This path was created by Elizabeth Pilon.  The last update was by Austin Gerth.

Star of the Sea : A Postcolonial/Postmodern Voyage into the Irish Famine

Postmodernism

The College of Liberal Arts at Purdue offers an online Introductory Guide to Critical Theory, which covers several areas of critical theory. The Guide’s Introduction to the Postmodern begins by making a distinction between Postmodern culture and Postmodern theory, wherein the culture is life in the present, the state of “postmodernity,” and the theory is formulated by critics to understand the complexity of the present. According to the Guide: “One symptom of the present’s complexity is just how divided critics are on the question of postmodern culture, with a number of critics celebrating our liberation and a number of others lamenting our enslavement.” (Felluga) The discussion of postmodern culture and postmodern theory (and by extension postmodern art) differs from discussion of, say, “Modernism,” in that the historical-cultural period discussed as “postmodern” tends to line up more directly with the period in art known as “postmodern”. In contrast, the outset of “Modern” in history is sometimes placed as far back as the Renaissance, while Modernism in art is typically defined as beginning around the dawn of the 20th Century. The implication I want to suggest here for postmodernism is that this temporal lining up of both the historical and the artistic here is not simply a phonological quirk, but also a reflection of the acceleration of culture and the destabilization of time through reflexivity and reference which postmodern theory and art.

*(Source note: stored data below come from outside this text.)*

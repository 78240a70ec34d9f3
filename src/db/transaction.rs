/*!
 * Scoped transactions.
 *
 * The closure runs inside one `DatabaseTransaction`: `Ok` commits, `Err`
 * rolls back, and a dropped transaction (panic, cancelled request) is rolled
 * back by sea-orm. The connection returns to the pool in every case.
 */

use crate::errors::ServiceError;
use futures::future::BoxFuture;
use metrics::counter;
use sea_orm::{DatabaseConnection, DatabaseTransaction, TransactionError, TransactionTrait};
use tracing::{debug, warn};
use uuid::Uuid;

/// Execute `f` within a database transaction, preserving its error type.
///
/// ```rust,ignore
/// let order_id = with_transaction(&db, |txn| {
///     Box::pin(async move {
///         let order = order::ActiveModel { .. }.insert(txn).await?;
///         order_item::Entity::insert_many(lines).exec(txn).await?;
///         Ok(order.id)
///     })
/// })
/// .await?;
/// ```
pub async fn with_transaction<F, T>(db: &DatabaseConnection, f: F) -> Result<T, ServiceError>
where
    F: for<'c> FnOnce(&'c DatabaseTransaction) -> BoxFuture<'c, Result<T, ServiceError>> + Send,
    T: Send,
{
    let transaction_id = Uuid::new_v4();
    let start = std::time::Instant::now();

    debug!(transaction_id = %transaction_id, "Starting database transaction");
    counter!("canteen.db.transactions.started", 1);

    let result = db.transaction::<_, T, ServiceError>(f).await;
    let elapsed = start.elapsed();

    match &result {
        Ok(_) => {
            counter!("canteen.db.transactions.committed", 1);
            debug!(transaction_id = %transaction_id, "Transaction committed in {:?}", elapsed);
        }
        Err(e) => {
            counter!("canteen.db.transactions.rolled_back", 1);
            warn!(transaction_id = %transaction_id, error = %e, "Transaction rolled back after {:?}", elapsed);
        }
    }

    result.map_err(|e| match e {
        TransactionError::Connection(db_err) => ServiceError::DatabaseError(db_err),
        TransactionError::Transaction(err) => err,
    })
}

#[cfg(test)]
mod tests {
    use super::*;
    use crate::db::{establish_connection_with_config, run_migrations, DbConfig};
    use crate::entities::meal_type;
    use sea_orm::{ActiveModelTrait, EntityTrait, PaginatorTrait, Set};

    async fn pool() -> DatabaseConnection {
        let pool = establish_connection_with_config(&DbConfig {
            url: "sqlite::memory:".to_string(),
            max_connections: 1,
            ..Default::default()
        })
        .await
        .unwrap();
        run_migrations(&pool).await.unwrap();
        pool
    }

    #[tokio::test]
    async fn ok_commits() {
        let db = pool().await;

        let id = with_transaction(&db, |txn| {
            Box::pin(async move {
                let row = meal_type::ActiveModel {
                    name: Set("Breakfast".to_string()),
                    ..Default::default()
                }
                .insert(txn)
                .await?;
                Ok(row.id)
            })
        })
        .await
        .unwrap();

        assert!(meal_type::Entity::find_by_id(id).one(&db).await.unwrap().is_some());
    }

    #[tokio::test]
    async fn err_rolls_back_and_keeps_error_type() {
        let db = pool().await;

        let result: Result<(), ServiceError> = with_transaction(&db, |txn| {
            Box::pin(async move {
                meal_type::ActiveModel {
                    name: Set("Lunch".to_string()),
                    ..Default::default()
                }
                .insert(txn)
                .await?;
                Err(ServiceError::menu_item_not_found(99))
            })
        })
        .await;

        assert!(matches!(result, Err(ServiceError::NotFound(msg)) if msg.contains("99")));
        assert_eq!(meal_type::Entity::find().count(&db).await.unwrap(), 0);
    }
}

  Major critics involved in postmodernism include Linda Hutcheon, Fredric Jameson, and Jean Beaudrillard. A major voice in defining postmodernism was Jean-François Lyotard, whose 1979 book The Postmodern Condition: A Report on Knowledge brought the term postmodernism into philosophy and critical theory. Jacques Derrida and deconstruction also hold relevance for understanding of postmodernism.

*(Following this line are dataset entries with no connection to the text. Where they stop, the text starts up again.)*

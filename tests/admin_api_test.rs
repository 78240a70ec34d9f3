mod common;

use axum::http::{Method, StatusCode};
use rust_decimal::Decimal;
use rust_decimal_macros::dec;
use serde_json::json;

use canteen_api::handlers::admin::TOTAL_AMOUNT_HEADER;
use common::{read_json, TestApp, ADMIN_PASSWORD, ADMIN_USERNAME};

#[tokio::test]
async fn root_and_health_respond() {
    let app = TestApp::new().await;

    let response = app.request(Method::GET, "/", None, None).await;
    assert_eq!(response.status(), StatusCode::OK);

    let response = app.request(Method::GET, "/health", None, None).await;
    assert_eq!(response.status(), StatusCode::OK);
    assert_eq!(read_json(response).await["database"], "up");
}

#[tokio::test]
async fn responses_echo_the_request_id() {
    let app = TestApp::new().await;
    let response = app.request(Method::GET, "/health", None, None).await;
    assert!(response.headers().contains_key("x-request-id"));
}

#[tokio::test]
async fn login_rejects_bad_credentials() {
    let app = TestApp::new().await;
    app.seed_admin().await;

    let response = app
        .request(
            Method::POST,
            "/api/admin/login",
            Some(json!({ "username": ADMIN_USERNAME, "password": "wrong" })),
            None,
        )
        .await;
    assert_eq!(response.status(), StatusCode::UNAUTHORIZED);

    let response = app
        .request(
            Method::POST,
            "/api/admin/login",
            Some(json!({ "username": "nobody", "password": ADMIN_PASSWORD })),
            None,
        )
        .await;
    assert_eq!(response.status(), StatusCode::UNAUTHORIZED);
}

#[tokio::test]
async fn login_returns_admin_and_token() {
    let app = TestApp::new().await;
    app.seed_admin().await;

    let response = app
        .request(
            Method::POST,
            "/api/admin/login",
            Some(json!({ "username": ADMIN_USERNAME, "password": ADMIN_PASSWORD })),
            None,
        )
        .await;
    assert_eq!(response.status(), StatusCode::OK);
    let body = read_json(response).await;
    assert_eq!(body["message"], "Admin login successful");
    assert_eq!(body["user"]["username"], ADMIN_USERNAME);
    assert!(body["user"].get("password_hash").is_none());
    assert!(!body["token"].as_str().unwrap_or_default().is_empty());
}

#[tokio::test]
async fn admin_routes_require_a_valid_token() {
    let app = TestApp::new().await;

    for uri in [
        "/api/admin/orders",
        "/api/admin/all-menu-items",
        "/api/admin/preparation-summary",
        "/api/admin/daily-financial-summary",
    ] {
        let response = app.request(Method::GET, uri, None, None).await;
        assert_eq!(response.status(), StatusCode::UNAUTHORIZED, "{uri}");

        let response = app.request(Method::GET, uri, None, Some("not-a-jwt")).await;
        assert_eq!(response.status(), StatusCode::UNAUTHORIZED, "{uri}");
    }
}

#[tokio::test]
async fn public_menu_lists_available_items_by_name() {
    let app = TestApp::new().await;
    let lunch = app.seed_meal_type("Lunch").await;
    let snacks = app.seed_meal_type("Snacks").await;
    app.seed_menu_item(lunch.id, "Rice", dec!(20.00), true).await;
    app.seed_menu_item(lunch.id, "Biryani", dec!(120.00), true).await;
    app.seed_menu_item(lunch.id, "Fish Curry", dec!(150.00), false).await;
    app.seed_menu_item(snacks.id, "Tea", dec!(10.00), true).await;

    let types = read_json(app.request(Method::GET, "/api/meal-types", None, None).await).await;
    assert_eq!(types.as_array().map(Vec::len), Some(2));

    let menu = read_json(
        app.request(Method::GET, &format!("/api/menu/{}", lunch.id), None, None)
            .await,
    )
    .await;
    let names: Vec<&str> = menu
        .as_array()
        .unwrap()
        .iter()
        .map(|item| item["name"].as_str().unwrap())
        .collect();
    assert_eq!(names, vec!["Biryani", "Rice"]);

    let empty = read_json(app.request(Method::GET, "/api/menu/999", None, None).await).await;
    assert_eq!(empty, json!([]));
}

#[tokio::test]
async fn menu_item_crud() {
    let app = TestApp::new().await;
    let token = app.admin_token().await;
    let breakfast = app.seed_meal_type("Breakfast").await;

    let response = app
        .request(
            Method::POST,
            "/api/admin/menu-items",
            Some(json!({ "name": "Dosa", "price": "45.5", "mealTypeId": breakfast.id })),
            Some(&token),
        )
        .await;
    assert_eq!(response.status(), StatusCode::CREATED);
    let created = read_json(response).await;
    assert_eq!(created["price"], "45.50");
    assert_eq!(created["is_available"], true);
    let id = created["id"].as_i64().unwrap();

    let response = app
        .request(
            Method::PUT,
            &format!("/api/admin/menu-items/{}", id),
            Some(json!({ "name": "Masala Dosa", "price": 55, "mealTypeId": breakfast.id, "isAvailable": false })),
            Some(&token),
        )
        .await;
    assert_eq!(response.status(), StatusCode::OK);
    let updated = read_json(response).await;
    assert_eq!(updated["name"], "Masala Dosa");
    assert_eq!(updated["is_available"], false);

    let all = read_json(
        app.request(Method::GET, "/api/admin/all-menu-items", None, Some(&token))
            .await,
    )
    .await;
    assert_eq!(all.as_array().map(Vec::len), Some(1));

    let response = app
        .request(
            Method::DELETE,
            &format!("/api/admin/menu-items/{}", id),
            None,
            Some(&token),
        )
        .await;
    assert_eq!(response.status(), StatusCode::NO_CONTENT);

    let response = app
        .request(
            Method::DELETE,
            &format!("/api/admin/menu-items/{}", id),
            None,
            Some(&token),
        )
        .await;
    assert_eq!(response.status(), StatusCode::NOT_FOUND);
}

#[tokio::test]
async fn menu_item_validation() {
    let app = TestApp::new().await;
    let token = app.admin_token().await;
    let breakfast = app.seed_meal_type("Breakfast").await;

    let response = app
        .request(
            Method::POST,
            "/api/admin/menu-items",
            Some(json!({ "name": "Dosa", "price": "-1", "mealTypeId": breakfast.id })),
            Some(&token),
        )
        .await;
    assert_eq!(response.status(), StatusCode::BAD_REQUEST);

    let response = app
        .request(
            Method::POST,
            "/api/admin/menu-items",
            Some(json!({ "name": "Dosa", "price": "10", "mealTypeId": 404 })),
            Some(&token),
        )
        .await;
    assert_eq!(response.status(), StatusCode::BAD_REQUEST);
}

#[tokio::test]
async fn deleting_an_ordered_item_conflicts() {
    let app = TestApp::new().await;
    let token = app.admin_token().await;
    let lunch = app.seed_meal_type("Lunch").await;
    let rice = app.seed_menu_item(lunch.id, "Rice", dec!(20.00), true).await;

    let response = app
        .request(
            Method::POST,
            "/api/orders",
            Some(json!({ "customerName": "Asha", "items": [{ "menuItemId": rice.id, "quantity": 1 }] })),
            None,
        )
        .await;
    assert_eq!(response.status(), StatusCode::CREATED);

    let response = app
        .request(
            Method::DELETE,
            &format!("/api/admin/menu-items/{}", rice.id),
            None,
            Some(&token),
        )
        .await;
    assert_eq!(response.status(), StatusCode::CONFLICT);
}

#[tokio::test]
async fn daily_financial_summary_sums_todays_orders() {
    let app = TestApp::new().await;
    let token = app.admin_token().await;
    let lunch = app.seed_meal_type("Lunch").await;
    let rice = app.seed_menu_item(lunch.id, "Rice", dec!(20.00), true).await;
    let dal = app.seed_menu_item(lunch.id, "Dal", dec!(12.50), true).await;

    for (name, item, quantity) in [("A", rice.id, 2), ("B", dal.id, 3)] {
        let response = app
            .request(
                Method::POST,
                "/api/orders",
                Some(json!({ "customerName": name, "items": [{ "menuItemId": item, "quantity": quantity }] })),
                None,
            )
            .await;
        assert_eq!(response.status(), StatusCode::CREATED);
    }

    let response = app
        .request(Method::GET, "/api/admin/daily-financial-summary", None, Some(&token))
        .await;
    assert_eq!(response.status(), StatusCode::OK);
    let total: Decimal = response
        .headers()
        .get(TOTAL_AMOUNT_HEADER)
        .and_then(|v| v.to_str().ok())
        .and_then(|v| v.parse().ok())
        .expect("total amount header");
    assert_eq!(total, dec!(77.50));

    let orders = read_json(response).await;
    let orders = orders.as_array().unwrap();
    assert_eq!(orders.len(), 2);
    assert_eq!(orders[0]["customer_name"], "B");

    let listed = read_json(app.request(Method::GET, "/api/admin/orders", None, Some(&token)).await).await;
    assert_eq!(listed.as_array().map(Vec::len), Some(2));
}

#[tokio::test]
async fn mistyped_admin_bodies_are_rejected_as_json() {
    let app = TestApp::new().await;
    let token = app.admin_token().await;

    let response = app
        .request(
            Method::POST,
            "/api/admin/menu-items",
            Some(json!({ "name": "Dosa", "price": "cheap", "mealTypeId": 1 })),
            Some(&token),
        )
        .await;
    assert_eq!(response.status(), StatusCode::BAD_REQUEST);
    assert!(read_json(response).await["error"].is_string());

    let response = app
        .request(
            Method::PUT,
            "/api/admin/orders/1/status",
            Some(json!({ "status": 3 })),
            Some(&token),
        )
        .await;
    assert_eq!(response.status(), StatusCode::BAD_REQUEST);
    assert!(read_json(response).await["error"].is_string());

    let response = app
        .request(
            Method::POST,
            "/api/admin/login",
            Some(json!({ "username": ["admin"], "password": "x" })),
            None,
        )
        .await;
    assert_eq!(response.status(), StatusCode::BAD_REQUEST);
}

#[tokio::test]
async fn invalid_status_is_rejected() {
    let app = TestApp::new().await;
    let token = app.admin_token().await;

    let response = app
        .request(
            Method::PUT,
            "/api/admin/orders/1/status",
            Some(json!({ "status": "Shipped" })),
            Some(&token),
        )
        .await;
    assert_eq!(response.status(), StatusCode::BAD_REQUEST);

    let response = app
        .request(
            Method::PUT,
            "/api/admin/orders/1/status",
            Some(json!({ "status": "Ready" })),
            Some(&token),
        )
        .await;
    assert_eq!(response.status(), StatusCode::NOT_FOUND);
}

#[tokio::test]
async fn openapi_document_is_served() {
    let app = TestApp::new().await;
    let response = app.request(Method::GET, "/api-docs/openapi.json", None, None).await;
    assert_eq!(response.status(), StatusCode::OK);
    let doc = read_json(response).await;
    assert!(doc["paths"].get("/api/orders").is_some());
}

“In many ways, postmodern artists and theorists continue the sorts of experimentation that we can also find in modernist works, including the use of self-consciousness, parody, irony, fragmentation, generic mixing, ambiguity, simultaneity, and the breakdown between high and low forms of expression” (Felluga).

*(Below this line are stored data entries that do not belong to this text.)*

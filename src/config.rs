use config::{Config, ConfigError, Environment, File};
use serde::Deserialize;
use std::env;
use std::path::Path;
use std::time::Duration;
use thiserror::Error;
use tracing::{error, info};
use validator::{Validate, ValidationError, ValidationErrors};

/// Default values for configuration
const DEFAULT_LOG_LEVEL: &str = "info";
const DEFAULT_ENV: &str = "development";
const DEFAULT_PORT: u16 = 5000;
const CONFIG_DIR: &str = "config";
const DEV_DEFAULT_JWT_SECRET: &str = "canteen_development_only_secret_do_not_ship_b6e1f0c7d93a";

#[derive(Clone, Debug, Deserialize, Validate)]
#[serde(deny_unknown_fields)]
pub struct AppConfig {
    /// Database connection URL (postgres:// or sqlite://)
    #[validate(length(min = 1))]
    pub database_url: String,

    /// HS256 signing secret for admin tokens
    #[validate(length(min = 32))]
    pub jwt_secret: String,

    /// Admin token lifetime in seconds
    #[serde(default = "default_jwt_expiration")]
    pub jwt_expiration: u64,

    #[serde(default = "default_auth_issuer")]
    pub auth_issuer: String,

    #[serde(default = "default_auth_audience")]
    pub auth_audience: String,

    /// Server host address
    #[validate(length(min = 1))]
    pub host: String,

    #[serde(default = "default_port")]
    #[validate(range(min = 1))]
    pub port: u16,

    /// Application environment
    pub environment: String,

    #[serde(default = "default_log_level")]
    #[validate(custom = "validate_log_level")]
    pub log_level: String,

    /// Log in JSON format (structured logging)
    #[serde(default)]
    pub log_json: bool,

    /// Whether to run database migrations on startup
    #[serde(default)]
    pub auto_migrate: bool,

    /// CORS: comma-separated list of allowed origins
    #[serde(default)]
    pub cors_allowed_origins: Option<String>,

    /// Allow permissive CORS outside development
    #[serde(default)]
    pub cors_allow_any_origin: bool,

    #[serde(default = "default_db_max_connections")]
    #[validate(range(min = 1))]
    pub db_max_connections: u32,

    #[serde(default = "default_db_min_connections")]
    pub db_min_connections: u32,

    #[serde(default = "default_db_connect_timeout_secs")]
    pub db_connect_timeout_secs: u64,

    #[serde(default = "default_db_idle_timeout_secs")]
    pub db_idle_timeout_secs: u64,

    #[serde(default = "default_db_acquire_timeout_secs")]
    pub db_acquire_timeout_secs: u64,

    /// Log every SQL statement
    #[serde(default)]
    pub db_sqlx_logging: bool,

    #[serde(default = "default_request_timeout_secs")]
    pub request_timeout_secs: u64,
}

impl AppConfig {
    /// Creates a configuration with defaults for everything but the essentials.
    pub fn new(database_url: String, jwt_secret: String, environment: String) -> Self {
        Self {
            database_url,
            jwt_secret,
            jwt_expiration: default_jwt_expiration(),
            auth_issuer: default_auth_issuer(),
            auth_audience: default_auth_audience(),
            host: "127.0.0.1".to_string(),
            port: DEFAULT_PORT,
            environment,
            log_level: default_log_level(),
            log_json: false,
            auto_migrate: false,
            cors_allowed_origins: None,
            cors_allow_any_origin: false,
            db_max_connections: default_db_max_connections(),
            db_min_connections: default_db_min_connections(),
            db_connect_timeout_secs: default_db_connect_timeout_secs(),
            db_idle_timeout_secs: default_db_idle_timeout_secs(),
            db_acquire_timeout_secs: default_db_acquire_timeout_secs(),
            db_sqlx_logging: false,
            request_timeout_secs: default_request_timeout_secs(),
        }
    }

    pub fn is_development(&self) -> bool {
        self.environment.eq_ignore_ascii_case("development")
            || self.environment.eq_ignore_ascii_case("test")
    }

    /// Origins from `cors_allowed_origins`, trimmed, empties dropped.
    pub fn cors_origins(&self) -> Vec<String> {
        self.cors_allowed_origins
            .as_deref()
            .unwrap_or_default()
            .split(',')
            .map(str::trim)
            .filter(|origin| !origin.is_empty())
            .map(str::to_string)
            .collect()
    }

    /// Whether we should fall back to permissive CORS
    pub fn should_allow_permissive_cors(&self) -> bool {
        self.is_development() || self.cors_allow_any_origin
    }

    pub fn request_timeout(&self) -> Duration {
        Duration::from_secs(self.request_timeout_secs)
    }

    fn validate_additional_constraints(&self) -> Result<(), ValidationErrors> {
        let mut errors = ValidationErrors::new();

        if !self.should_allow_permissive_cors() && self.cors_origins().is_empty() {
            let mut err = ValidationError::new("cors_allowed_origins_required");
            err.message = Some(
                "Set APP__CORS_ALLOWED_ORIGINS for non-development environments or explicitly opt-in via APP__CORS_ALLOW_ANY_ORIGIN=true".into(),
            );
            errors.add("cors_allowed_origins", err);
        }

        if !self.is_development() && self.jwt_secret.trim() == DEV_DEFAULT_JWT_SECRET {
            let mut err = ValidationError::new("jwt_secret_default_dev");
            err.message = Some(
                "The bundled development JWT secret must not be used outside development. Set APP__JWT_SECRET."
                    .into(),
            );
            errors.add("jwt_secret", err);
        }

        if !(60..=86_400).contains(&self.jwt_expiration) {
            let mut err = ValidationError::new("jwt_expiration_range");
            err.message = Some("jwt_expiration must be between 60 seconds and 24 hours".into());
            errors.add("jwt_expiration", err);
        }

        if self.request_timeout_secs == 0 {
            let mut err = ValidationError::new("request_timeout_zero");
            err.message = Some("request_timeout_secs must be greater than 0".into());
            errors.add("request_timeout_secs", err);
        }

        if self.db_min_connections > self.db_max_connections {
            let mut err = ValidationError::new("db_pool_bounds");
            err.message = Some("db_min_connections must not exceed db_max_connections".into());
            errors.add("db_min_connections", err);
        }

        if errors.errors().is_empty() {
            Ok(())
        } else {
            Err(errors)
        }
    }
}

/// Configuration loading errors
#[derive(Debug, Error)]
pub enum AppConfigError {
    #[error("Configuration loading failed: {0}")]
    Load(#[from] ConfigError),

    #[error("Configuration validation failed: {0}")]
    Validation(#[from] ValidationErrors),
}

fn default_log_level() -> String {
    DEFAULT_LOG_LEVEL.to_string()
}

fn default_port() -> u16 {
    DEFAULT_PORT
}

fn default_jwt_expiration() -> u64 {
    8 * 3600
}

fn default_auth_issuer() -> String {
    "canteen-api".to_string()
}

fn default_auth_audience() -> String {
    "canteen-admin".to_string()
}

fn default_db_max_connections() -> u32 {
    10
}

fn default_db_min_connections() -> u32 {
    1
}

fn default_db_connect_timeout_secs() -> u64 {
    30
}

fn default_db_idle_timeout_secs() -> u64 {
    600
}

fn default_db_acquire_timeout_secs() -> u64 {
    8
}

fn default_request_timeout_secs() -> u64 {
    30
}

fn validate_log_level(level: &str) -> Result<(), ValidationError> {
    let valid_levels = ["trace", "debug", "info", "warn", "error"];
    if valid_levels.contains(&level.to_lowercase().as_str()) {
        Ok(())
    } else {
        let mut err = ValidationError::new("log_level");
        err.message = Some("Must be one of: trace, debug, info, warn, error".into());
        Err(err)
    }
}

/// Initializes tracing using the provided log level as the default filter
pub fn init_tracing(level: &str, json: bool) {
    use tracing_subscriber::{fmt, EnvFilter};

    let default_directive = format!("canteen_api={},tower_http=debug", level);
    let filter = env::var("RUST_LOG")
        .ok()
        .filter(|s| !s.trim().is_empty())
        .and_then(|s| EnvFilter::try_new(s).ok())
        .unwrap_or_else(|| EnvFilter::new(default_directive));

    // try_init: a subscriber may already be installed (tests, embedding)
    if json {
        let _ = fmt().with_env_filter(filter).json().try_init();
    } else {
        let _ = fmt().with_env_filter(filter).try_init();
    }
}

/// Loads application configuration
///
/// Layers configuration sources in this order:
/// 1. Built-in defaults
/// 2. Default config (config/default.toml)
/// 3. Environment-specific config (config/{env}.toml)
/// 4. Environment variables (APP__*)
pub fn load_config() -> Result<AppConfig, AppConfigError> {
    let run_env = env::var("APP_ENV").unwrap_or_else(|_| DEFAULT_ENV.to_string());
    info!("Loading configuration for environment: {}", run_env);

    if !Path::new(CONFIG_DIR).exists() {
        info!(
            "Config directory '{}' not found; relying on built-in defaults and environment variables",
            CONFIG_DIR
        );
    }

    let config = Config::builder()
        .set_default("database_url", "sqlite://canteen.db?mode=rwc")?
        .set_default("jwt_secret", DEV_DEFAULT_JWT_SECRET)?
        .set_default("host", "0.0.0.0")?
        .set_default("port", i64::from(DEFAULT_PORT))?
        .set_default("environment", run_env.as_str())?
        .set_default("log_level", DEFAULT_LOG_LEVEL)?
        .add_source(File::with_name(&format!("{}/default", CONFIG_DIR)).required(false))
        .add_source(File::with_name(&format!("{}/{}", CONFIG_DIR, run_env)).required(false))
        .add_source(Environment::with_prefix("APP").separator("__"))
        .build()?;

    let app_config: AppConfig = config.try_deserialize()?;

    app_config.validate().map_err(|e| {
        error!("Configuration validation failed: {:?}", e);
        AppConfigError::Validation(e)
    })?;

    app_config.validate_additional_constraints().map_err(|e| {
        error!("Configuration security validation failed: {:?}", e);
        AppConfigError::Validation(e)
    })?;

    info!("Configuration loaded successfully");
    Ok(app_config)
}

Although postmodernism continues using many of the same techniques as modernism, as Felluga notes, postmodernism can be understood as a “more radical break” with the past, and one that responds to several different cultural currents. The transition point from modernism to postmodernism is often placed, somewhat retroactively, at the end of World War II. This make sense given the distrust of dogmatic ideological constructs that characterizes postmodernism, which can be seen as stemming from the failure of the ideology-driven modernists to prevent the horrors of the war. (Felluga notes that “bold manifestos...for an improved future” were common to modernism in both political and artistic spheres.) Post-WWII also saw a number of then-new media come to a theretofore unseen prominence: TV, film, and popular music (and, later, the Internet).

“Simplifying in the extreme, I define postmodern as incredulity toward metanarratives.” (Lyotard) [find page in physical book to cite]

Part of the difficulty in defining postmodernism is its call to consider extra-textual considerations in order to make meaning from texts. It is hard to define a theory that asks us to consider so much information as relevant to understanding art.

“(T)he potential of fiction to produce historical consciousness must be ‘realised in the process of reception’ and, consequently, the meaning of a text must be traced beyond its own borders to the debates, remediations, and intertextual references it generates (2008, 395)” (Mitchell 2).

In further pages on this path, we will explore the way different characteristic techniques of postmodernism are present in Joseph O’Connor’s Star of the Sea, and, in the process, understanding of both postmodernism and O’Connor’s novel will be deepened.

Works Cited

Felluga, Dino. “General Introduction to Postmodernism.” Introductory Guide to Critical Theory. 31 January 2011. Purdue U. Web. February 29, 2016. 

Mitchell, Kate. “Reading the Represented Past: History and Fiction from 1700 to the Present.” Reading Historical Fiction: The Revenant and Remembered Past. Kate Mitchelland Nicola Parsons, eds. London: Palgrave Macmillan, 2013.